Tumor sprouting can reflect independent risk factors for tumor malignancy and a poor clinical prognosis. However, there are significant differences and difficulties associated with manually ...identifying tumor sprouting. This study used the Faster region convolutional neural network (RCNN) model to build a colorectal cancer tumor sprouting artificial intelligence recognition framework based on pathological sections to automatically identify the budding area to assist in the clinical diagnosis and treatment of colorectal cancer.
We retrospectively collected 100 surgical pathological sections of colorectal cancer from January 2019 to October 2019. The pathologists used LabelImg software to identify tumor buds and to count their numbers. Finally, 1,000 images were screened, and the total number of tumor buds was approximately 3,226; the images were randomly divided into a training set and a test set at a ratio of 6:4. After the images in the training set were manually identified, the identified buds in the 600 images were used to train the Faster RCNN identification model. After the establishment of the artificial intelligence identification detection platform, 400 images in the test set were used to test the identification detection system to identify and predict the area and number of tumor buds. Finally, by comparing the results of the Faster RCNN system and the identification information of pathologists, the performance of the artificial intelligence automatic detection platform was evaluated to determine the area and number of tumor sprouting in the pathological sections of the colorectal cancers to achieve an auxiliary diagnosis and to suggest appropriate treatment. The selected performance indicators include accuracy, precision, specificity, etc. ROC (receiver operator characteristic) and AUC (area under the curve) were used to quantify the performance of the system to automatically identify tumor budding areas and numbers.

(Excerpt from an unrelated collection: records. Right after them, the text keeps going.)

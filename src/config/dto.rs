//! TOML デシリアライズ用の DTO (Data Transfer Object)
//!
//! # 責務
//!
//! このモジュールは、TOML ファイルからのデータ読み込み専用の構造体を提供します。
//! DTO はバリデーション前の「生データ」を表現し、ドメインモデルとは分離されています。
//!
//! ## 変換フロー
//!
//! ```text
//! TOML ファイル
//!   ↓ (デシリアライズ)
//! WorkflowDto
//!   ↓ (TryFrom でバリデーション)
//! Workflow (ドメインモデル)
//! ```

use serde::{Deserialize, Serialize};

/// ワークフロー DTO
///
/// TOML の `[workflow]` セクションと `[[steps]]` 配列をデシリアライズ/シリアライズします。
#[derive(Debug, Serialize, Deserialize)]
pub(super) struct WorkflowDto {
    pub(super) workflow: WorkflowMetadataDto,
    #[serde(default)]
    pub(super) steps: Vec<WorkflowStepDto>,
}

/// ワークフローメタデータ DTO
#[derive(Debug, Serialize, Deserialize)]
pub(super) struct WorkflowMetadataDto {
    pub(super) name: String,
    #[serde(default, skip_serializing_if = "Option::is_none")]
    pub(super) description: Option<String>,
    #[serde(default, skip_serializing_if = "Option::is_none")]
    pub(super) version: Option<String>,
    #[serde(default, skip_serializing_if = "Option::is_none")]
    pub(super) provider: Option<String>,
    #[serde(default, skip_serializing_if = "Option::is_none")]
    pub(super) model: Option<String>,
    #[serde(default, skip_serializing_if = "Option::is_none")]
    pub(super) max_attempts: Option<u32>,
    #[serde(default, skip_serializing_if = "Option::is_none")]
    pub(super) steps_dir: Option<String>,
}

/// ワークフローステップ DTO
#[derive(Debug, Serialize, Deserialize)]
pub(super) struct WorkflowStepDto {
    pub(super) name: String,
    #[serde(default, skip_serializing_if = "Vec::is_empty")]
    pub(super) params: Vec<String>,
    #[serde(default, skip_serializing_if = "Option::is_none")]
    pub(super) returns: Option<String>,
    #[serde(default, skip_serializing_if = "Option::is_none")]
    pub(super) description: Option<String>,
    #[serde(default)]
    pub(super) auto_implement: bool,
    #[serde(default, skip_serializing_if = "Option::is_none")]
    pub(super) declaration: Option<String>,
}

The AUC of the receiver operating characteristic curve of the artificial intelligence detection and identification system was 0.96, the image diagnosis accuracy rate was 0.89, the precision was 0.855, the sensitivity was 0.94, the specificity was 0.83, and the negative predictive value was 0.933. After 400 test sets, pathological image verification showed that there were 356 images with the same positive budding area count, and the difference between the positive area count and the manual detection count in the remaining images was less than 3. The detection system based on tumor budding recognition in pathological sections is comparable to that of pathologists’ accuracy; however, it took significantly less time (0.03±0.01)s for the pathologist (13±5)s to diagnose the sections with the assistance of the AI model.
This system can accurately and quickly identify the tumor sprouting area in the pathological sections of colorectal cancer and count their numbers, which greatly improves the diagnostic efficacy, and effectively avoids the need for confirmation by different pathologists. The use of the AI reduces the burden of pathologists in reading sections and it has a certain clinical diagnosis and treatment value.